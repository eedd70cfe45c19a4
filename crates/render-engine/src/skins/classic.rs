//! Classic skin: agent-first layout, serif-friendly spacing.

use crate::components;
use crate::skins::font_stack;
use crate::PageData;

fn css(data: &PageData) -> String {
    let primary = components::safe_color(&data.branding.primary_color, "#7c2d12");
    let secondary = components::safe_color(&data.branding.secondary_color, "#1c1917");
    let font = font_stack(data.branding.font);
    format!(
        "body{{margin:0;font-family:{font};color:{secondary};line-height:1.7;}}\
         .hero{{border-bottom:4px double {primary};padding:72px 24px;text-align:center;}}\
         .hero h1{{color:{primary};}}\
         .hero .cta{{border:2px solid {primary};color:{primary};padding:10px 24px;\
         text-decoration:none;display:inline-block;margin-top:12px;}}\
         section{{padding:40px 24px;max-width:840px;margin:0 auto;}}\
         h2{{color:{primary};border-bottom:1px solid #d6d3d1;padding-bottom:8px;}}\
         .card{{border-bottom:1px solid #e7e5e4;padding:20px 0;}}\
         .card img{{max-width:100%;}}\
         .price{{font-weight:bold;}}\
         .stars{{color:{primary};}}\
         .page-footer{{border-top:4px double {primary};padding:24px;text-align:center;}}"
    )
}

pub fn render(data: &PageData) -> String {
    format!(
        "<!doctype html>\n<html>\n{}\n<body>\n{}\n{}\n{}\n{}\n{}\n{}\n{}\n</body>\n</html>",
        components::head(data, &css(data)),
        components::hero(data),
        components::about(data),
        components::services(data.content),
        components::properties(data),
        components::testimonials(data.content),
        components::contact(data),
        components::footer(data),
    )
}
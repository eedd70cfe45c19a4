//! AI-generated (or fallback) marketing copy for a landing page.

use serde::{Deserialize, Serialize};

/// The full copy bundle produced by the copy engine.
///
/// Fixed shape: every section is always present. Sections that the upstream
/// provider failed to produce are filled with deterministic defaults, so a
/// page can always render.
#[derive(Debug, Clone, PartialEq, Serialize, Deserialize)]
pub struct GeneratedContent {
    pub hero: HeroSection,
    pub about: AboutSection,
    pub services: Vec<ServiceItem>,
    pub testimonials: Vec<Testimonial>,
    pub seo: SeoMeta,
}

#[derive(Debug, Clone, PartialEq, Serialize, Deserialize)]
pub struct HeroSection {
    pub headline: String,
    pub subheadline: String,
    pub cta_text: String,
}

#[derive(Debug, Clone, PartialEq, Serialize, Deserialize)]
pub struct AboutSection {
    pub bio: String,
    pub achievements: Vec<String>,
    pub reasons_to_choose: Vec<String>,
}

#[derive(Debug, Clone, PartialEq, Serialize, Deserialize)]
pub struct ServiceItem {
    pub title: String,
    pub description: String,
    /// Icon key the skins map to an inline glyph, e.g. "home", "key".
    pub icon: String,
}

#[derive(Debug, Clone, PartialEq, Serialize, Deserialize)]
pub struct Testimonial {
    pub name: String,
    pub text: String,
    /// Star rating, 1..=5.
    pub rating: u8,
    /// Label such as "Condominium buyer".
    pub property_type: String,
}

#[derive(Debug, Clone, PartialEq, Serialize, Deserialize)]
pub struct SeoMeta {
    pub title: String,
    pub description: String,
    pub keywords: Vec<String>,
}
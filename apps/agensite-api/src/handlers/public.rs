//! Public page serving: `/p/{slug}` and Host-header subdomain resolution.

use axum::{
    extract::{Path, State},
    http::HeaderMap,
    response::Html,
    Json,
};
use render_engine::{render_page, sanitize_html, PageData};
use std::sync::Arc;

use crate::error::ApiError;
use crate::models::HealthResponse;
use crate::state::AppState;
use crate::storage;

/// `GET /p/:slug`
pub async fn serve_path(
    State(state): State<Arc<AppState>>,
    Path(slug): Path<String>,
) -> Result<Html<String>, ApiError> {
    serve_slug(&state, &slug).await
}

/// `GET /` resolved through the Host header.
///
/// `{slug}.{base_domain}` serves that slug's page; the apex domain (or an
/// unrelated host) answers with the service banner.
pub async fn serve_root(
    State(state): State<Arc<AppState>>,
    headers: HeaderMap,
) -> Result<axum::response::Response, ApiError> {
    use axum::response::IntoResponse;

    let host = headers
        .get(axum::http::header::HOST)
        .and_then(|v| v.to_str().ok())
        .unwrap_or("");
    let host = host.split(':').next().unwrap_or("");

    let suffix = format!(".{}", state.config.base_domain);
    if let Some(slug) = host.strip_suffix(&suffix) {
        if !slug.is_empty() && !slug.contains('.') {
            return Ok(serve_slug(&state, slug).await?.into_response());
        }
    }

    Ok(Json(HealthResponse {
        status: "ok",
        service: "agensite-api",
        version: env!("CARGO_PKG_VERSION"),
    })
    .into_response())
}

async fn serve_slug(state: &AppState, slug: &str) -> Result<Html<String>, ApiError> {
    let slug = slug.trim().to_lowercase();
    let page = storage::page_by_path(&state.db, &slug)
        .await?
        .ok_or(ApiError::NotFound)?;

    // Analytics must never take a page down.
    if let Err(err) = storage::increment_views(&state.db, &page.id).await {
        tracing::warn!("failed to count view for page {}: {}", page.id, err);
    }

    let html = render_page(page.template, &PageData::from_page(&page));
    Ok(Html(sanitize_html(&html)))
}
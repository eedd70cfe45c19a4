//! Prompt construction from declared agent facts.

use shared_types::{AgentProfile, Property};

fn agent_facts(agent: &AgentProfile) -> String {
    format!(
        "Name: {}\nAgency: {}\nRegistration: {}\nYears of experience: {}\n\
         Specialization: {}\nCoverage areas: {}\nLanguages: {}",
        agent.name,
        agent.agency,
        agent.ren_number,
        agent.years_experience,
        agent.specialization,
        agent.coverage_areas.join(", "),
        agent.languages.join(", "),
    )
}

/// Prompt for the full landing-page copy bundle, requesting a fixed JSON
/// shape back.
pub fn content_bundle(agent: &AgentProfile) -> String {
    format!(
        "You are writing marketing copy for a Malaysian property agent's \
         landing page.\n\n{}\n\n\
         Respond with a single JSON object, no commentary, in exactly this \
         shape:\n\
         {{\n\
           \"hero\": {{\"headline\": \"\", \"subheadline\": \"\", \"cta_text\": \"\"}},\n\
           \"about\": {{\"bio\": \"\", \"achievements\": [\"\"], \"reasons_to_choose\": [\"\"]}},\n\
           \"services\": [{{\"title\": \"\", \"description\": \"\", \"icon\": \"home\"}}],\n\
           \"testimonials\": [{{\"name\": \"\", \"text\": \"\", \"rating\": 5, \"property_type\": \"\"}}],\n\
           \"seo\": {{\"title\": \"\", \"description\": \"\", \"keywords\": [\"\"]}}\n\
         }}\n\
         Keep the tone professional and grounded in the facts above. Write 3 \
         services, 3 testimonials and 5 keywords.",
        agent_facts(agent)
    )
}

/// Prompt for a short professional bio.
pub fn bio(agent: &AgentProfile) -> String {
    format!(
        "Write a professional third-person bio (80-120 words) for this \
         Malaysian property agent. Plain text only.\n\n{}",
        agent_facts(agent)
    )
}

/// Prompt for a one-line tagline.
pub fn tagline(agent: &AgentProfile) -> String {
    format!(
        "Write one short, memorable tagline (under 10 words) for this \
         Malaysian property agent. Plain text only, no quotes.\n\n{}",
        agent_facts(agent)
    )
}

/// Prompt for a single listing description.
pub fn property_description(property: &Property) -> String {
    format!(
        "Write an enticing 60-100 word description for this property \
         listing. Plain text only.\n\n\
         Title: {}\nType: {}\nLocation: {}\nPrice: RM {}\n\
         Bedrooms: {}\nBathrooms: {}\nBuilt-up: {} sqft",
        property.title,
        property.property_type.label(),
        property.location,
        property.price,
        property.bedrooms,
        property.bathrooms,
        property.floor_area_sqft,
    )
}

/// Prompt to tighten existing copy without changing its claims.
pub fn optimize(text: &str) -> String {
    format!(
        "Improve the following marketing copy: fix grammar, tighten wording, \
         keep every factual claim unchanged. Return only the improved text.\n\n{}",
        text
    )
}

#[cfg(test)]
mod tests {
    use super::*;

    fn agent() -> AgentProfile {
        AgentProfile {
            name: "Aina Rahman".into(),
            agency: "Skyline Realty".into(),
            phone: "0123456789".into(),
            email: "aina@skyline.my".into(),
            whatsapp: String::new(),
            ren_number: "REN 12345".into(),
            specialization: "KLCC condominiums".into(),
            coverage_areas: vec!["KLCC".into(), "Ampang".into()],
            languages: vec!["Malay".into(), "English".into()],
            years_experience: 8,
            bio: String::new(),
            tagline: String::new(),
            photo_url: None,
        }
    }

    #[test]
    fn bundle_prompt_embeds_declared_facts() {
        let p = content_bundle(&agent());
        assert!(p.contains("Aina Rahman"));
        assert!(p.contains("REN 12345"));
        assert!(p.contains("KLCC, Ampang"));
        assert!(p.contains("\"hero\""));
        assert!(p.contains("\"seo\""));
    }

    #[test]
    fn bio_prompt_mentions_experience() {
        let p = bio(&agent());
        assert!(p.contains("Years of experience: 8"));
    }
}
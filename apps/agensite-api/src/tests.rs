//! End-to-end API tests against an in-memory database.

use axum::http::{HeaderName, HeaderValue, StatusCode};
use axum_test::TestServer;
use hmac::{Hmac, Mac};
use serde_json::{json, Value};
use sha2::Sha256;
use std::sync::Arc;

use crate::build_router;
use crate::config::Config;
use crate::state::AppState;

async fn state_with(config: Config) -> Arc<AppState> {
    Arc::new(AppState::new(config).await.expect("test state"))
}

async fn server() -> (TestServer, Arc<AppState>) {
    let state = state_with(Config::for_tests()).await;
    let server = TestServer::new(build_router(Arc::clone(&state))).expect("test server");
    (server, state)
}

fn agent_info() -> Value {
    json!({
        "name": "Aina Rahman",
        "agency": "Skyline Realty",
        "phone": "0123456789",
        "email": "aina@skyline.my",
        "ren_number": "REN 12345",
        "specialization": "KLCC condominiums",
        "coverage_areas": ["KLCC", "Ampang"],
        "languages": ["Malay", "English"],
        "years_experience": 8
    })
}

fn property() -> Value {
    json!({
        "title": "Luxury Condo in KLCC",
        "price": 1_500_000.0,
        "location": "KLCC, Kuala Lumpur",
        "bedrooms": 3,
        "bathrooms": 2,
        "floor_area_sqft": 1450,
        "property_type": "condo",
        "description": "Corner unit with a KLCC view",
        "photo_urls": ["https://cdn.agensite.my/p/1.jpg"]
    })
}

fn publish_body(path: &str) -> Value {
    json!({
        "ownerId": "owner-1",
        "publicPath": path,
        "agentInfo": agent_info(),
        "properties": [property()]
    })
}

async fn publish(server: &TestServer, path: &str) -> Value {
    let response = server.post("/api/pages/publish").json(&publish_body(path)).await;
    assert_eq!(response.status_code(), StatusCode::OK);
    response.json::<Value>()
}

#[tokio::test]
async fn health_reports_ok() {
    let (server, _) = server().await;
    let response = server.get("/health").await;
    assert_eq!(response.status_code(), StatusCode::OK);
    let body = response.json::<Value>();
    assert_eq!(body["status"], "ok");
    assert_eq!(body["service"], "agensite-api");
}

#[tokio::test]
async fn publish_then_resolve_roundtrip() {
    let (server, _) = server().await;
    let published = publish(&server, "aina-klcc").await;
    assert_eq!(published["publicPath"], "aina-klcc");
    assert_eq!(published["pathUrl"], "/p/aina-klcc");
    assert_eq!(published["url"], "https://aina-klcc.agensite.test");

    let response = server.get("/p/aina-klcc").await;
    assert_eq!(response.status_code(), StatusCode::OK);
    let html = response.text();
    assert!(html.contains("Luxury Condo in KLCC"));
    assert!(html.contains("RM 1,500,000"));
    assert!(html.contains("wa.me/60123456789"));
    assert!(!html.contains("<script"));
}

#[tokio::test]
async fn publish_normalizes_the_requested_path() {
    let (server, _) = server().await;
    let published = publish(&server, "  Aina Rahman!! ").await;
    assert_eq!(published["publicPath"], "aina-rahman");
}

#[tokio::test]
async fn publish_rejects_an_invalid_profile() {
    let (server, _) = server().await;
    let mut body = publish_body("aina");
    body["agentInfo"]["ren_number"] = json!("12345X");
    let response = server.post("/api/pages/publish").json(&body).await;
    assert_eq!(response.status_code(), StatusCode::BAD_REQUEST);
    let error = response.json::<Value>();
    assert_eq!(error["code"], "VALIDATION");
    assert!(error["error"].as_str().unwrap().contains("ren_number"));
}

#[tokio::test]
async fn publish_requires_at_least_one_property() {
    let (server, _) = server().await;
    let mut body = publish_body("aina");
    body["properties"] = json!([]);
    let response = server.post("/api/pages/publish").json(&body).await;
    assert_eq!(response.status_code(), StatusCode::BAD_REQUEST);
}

┄┄┄┄┄┄┄┄┄┄

• **TO DO**
List, from the entries above, every line in which the word "secondary" shows up.

• **SOLUTION**
    let secondary = components::safe_color(&data.branding.secondary_color, "#1c1917");
        "body{{margin:0;font-family:{font};color:{secondary};line-height:1.7;}}\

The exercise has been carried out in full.